D’un autre côté ; le brouillard qui planait sur sa Vie pouvait, à un moment donné, servir à le neutraliser et, tout en ayant l’air d’écarter avec vivacité l’idée de l’attaquer par ce côté, Rastignac, à part lui, ne renonçait pas à l’emploi d’un moyen que seulement il trouvait d’un maniement difficile ; il ne voulait se servir de cette ressource qu’autant que la nécessité en serait démontrée.

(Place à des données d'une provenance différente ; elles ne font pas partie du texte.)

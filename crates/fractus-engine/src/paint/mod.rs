//! Paint model: color representation for clear values.

mod color;

pub use color::{Color, ParseColorError};
use std::fmt;

use crate::camera::{CameraConfig, ViewportCamera};
use crate::coords::FrameSize;
use crate::geometry::{GeometryDescription, GeometryHandle, GeometryShapeError};
use crate::input::InputEvent;
use crate::paint::Color;
use crate::render::{FractalRenderer, FrameUniforms};
use crate::shader::{ShaderError, ShaderProgram};
use crate::time::{Clock, SystemClock};

use super::app::AppControl;
use super::ctx::FrameCtx;
use super::render_loop::{CancelToken, FpsSink, FrameTarget, RenderLoop};

/// Fatal failure while assembling a session.
#[derive(Debug, Clone, PartialEq)]
pub enum SetupError {
    Shader(ShaderError),
    Geometry(GeometryShapeError),
}

impl fmt::Display for SetupError {
    fn fmt(&self, f: &mut fmt::Formatter<'_>) -> fmt::Result {
        match self {
            SetupError::Shader(e) => e.fmt(f),
            SetupError::Geometry(e) => write!(f, "invalid geometry: {e}"),
        }
    }
}

impl std::error::Error for SetupError {
    fn source(&self) -> Option<&(dyn std::error::Error + 'static)> {
        match self {
            SetupError::Shader(e) => Some(e),
            SetupError::Geometry(e) => Some(e),
        }
    }
}

impl From<ShaderError> for SetupError {
    fn from(e: ShaderError) -> Self {
        SetupError::Shader(e)
    }
}

impl From<GeometryShapeError> for SetupError {
    fn from(e: GeometryShapeError) -> Self {
        SetupError::Geometry(e)
    }
}

/// Everything one fractal view needs: program + geometry (inside the
/// renderer), camera and render loop.
pub struct Session<C: Clock = SystemClock> {
    renderer: FractalRenderer,
    camera: ViewportCamera,
    render_loop: RenderLoop<C>,
}

impl Session<SystemClock> {
    pub fn new(
        device: &wgpu::Device,
        frame: FrameSize,
        vertex_src: &str,
        fragment_src: &str,
        geometry: &GeometryDescription,
        camera: &CameraConfig,
    ) -> Result<Self, SetupError> {
        Self::with_clock(
            device,
            frame,
            vertex_src,
            fragment_src,
            geometry,
            camera,
            SystemClock::new(),
        )
    }
}

impl<C: Clock> Session<C> {
    /// Builds the session in order: shader program, geometry, loop.
    ///
    /// Compile, link, geometry shape and the vertex input match are all
    /// checked here, before the first frame.
    pub fn with_clock(
        device: &wgpu::Device,
        frame: FrameSize,
        vertex_src: &str,
        fragment_src: &str,
        geometry: &GeometryDescription,
        camera: &CameraConfig,
        clock: C,
    ) -> Result<Self, SetupError> {
        let program = ShaderProgram::compile(device, vertex_src, fragment_src)
            .inspect_err(|e| log::error!("{e}"))?;

        let geometry = GeometryHandle::setup(device, geometry)
            .inspect_err(|e| log::error!("invalid geometry: {e}"))?;

        program
            .linked()
            .check_vertex_inputs(geometry.layouts())
            .map_err(ShaderError::from)
            .inspect_err(|e| log::error!("{e}"))?;

        let renderer = FractalRenderer::new(program, geometry);

        let camera = ViewportCamera::from_config(camera, frame);
        log::info!(
            "session ready: center ({}, {}), scale {}",
            camera.center().x,
            camera.center().y,
            camera.scale()
        );

        Ok(Self {
            renderer,
            camera,
            render_loop: RenderLoop::new(clock),
        })
    }

    pub fn camera(&self) -> &ViewportCamera {
        &self.camera
    }

    pub fn camera_mut(&mut self) -> &mut ViewportCamera {
        &mut self.camera
    }

    pub fn renderer(&self) -> &FractalRenderer {
        &self.renderer
    }

    pub fn render_loop(&self) -> &RenderLoop<C> {
        &self.render_loop
    }

    pub fn cancel_token(&self) -> CancelToken {
        self.render_loop.cancel_token()
    }

    /// Feeds an input event to the camera. Returns whether it was consumed.
    pub fn handle_input(&mut self, event: &InputEvent) -> bool {
        self.camera.handle_input(event)
    }

    /// Renders one frame into the window.
    pub fn frame(
        &mut self,
        ctx: &mut FrameCtx<'_, '_>,
        clear: Color,
        sink: &mut impl FpsSink,
    ) -> AppControl {
        let Session {
            renderer,
            camera,
            render_loop,
        } = self;

        let mut target = GpuFrameTarget {
            ctx,
            renderer,
            clear,
        };
        render_loop.tick(camera, &mut target, sink)
    }
}

/// `FrameTarget` backed by the window surface.
struct GpuFrameTarget<'s, 'a, 'w> {
    ctx: &'s mut FrameCtx<'a, 'w>,
    renderer: &'s mut FractalRenderer,
    clear: Color,
}

impl FrameTarget for GpuFrameTarget<'_, '_, '_> {
    fn frame_size(&self) -> FrameSize {
        self.ctx.gpu.frame_size()
    }

    fn draw(&mut self, uniforms: &FrameUniforms) -> AppControl {
        // Minimized: nothing to draw into.
        if !self.ctx.gpu.frame_size().is_valid() {
            return AppControl::Continue;
        }

        let renderer = &mut *self.renderer;
        self.ctx.render(self.clear, |rctx, target| {
            renderer.render(rctx, target, uniforms);
        })
    }
}
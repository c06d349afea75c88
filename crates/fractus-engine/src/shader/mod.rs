//! Shader program management.
//!
//! A program is built in two phases:
//! - CPU: each WGSL stage is parsed and validated with naga, the stages are
//!   linked (inter-stage interface and shared bindings checked) and the active
//!   uniforms are reflected into a name → location map
//! - GPU: shader modules, uniform buffers, bind groups and the pipeline layout
//!   are created from the linked description
//!
//! The CPU phase has no device dependency and is where every setup error is
//! detected.

mod compile;
mod error;
mod link;
mod program;
mod uniforms;

pub use compile::{compile_stage, Stage, StageModule};
pub use error::{ShaderCompileError, ShaderError, ShaderLinkError};
pub use link::{compile_program, link, LinkedProgram, VertexInput};
pub use program::ShaderProgram;
pub use uniforms::{
    UniformBinding, UniformBlock, UniformKind, UniformLocation, UniformStorage, UniformValue,
};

Dans cette situation, madame de l’Estorade pouvait servir à deux fins : par elle, il paraissait facile d’avoir avec le nouveau député une rencontre fortuite, où on l’étudierait à son aise, de manière à savoir si, par un point quelconque, il était accessible à une idée d’accommodement.

Cette chance restant peu probable, il était au moins facile, en faisant à madame de l’Estorade une confidence amicale et officieuse des menées souterraines qui semblaient se préparer contre Sallenauve, de rendre celui-ci plus circonspect, par conséquent moins agressif. Tout cela naturellement se déduisait de la démarche qu’allait faire le ministre. En ayant l’air de venir excuser les paroles désobligeantes de monsieur de Ronquerolles, il amènerait sur le tapis de la façon du monde la moins cherchée, l’homme qui en avait été l’occasion et l’objet, et, une fois la conversation dans ce rail, il faudrait être bien maladroit pour ne pas obtenir l’un ou l’autre des résultats et peut-être même à la fois les deux résultats désirés.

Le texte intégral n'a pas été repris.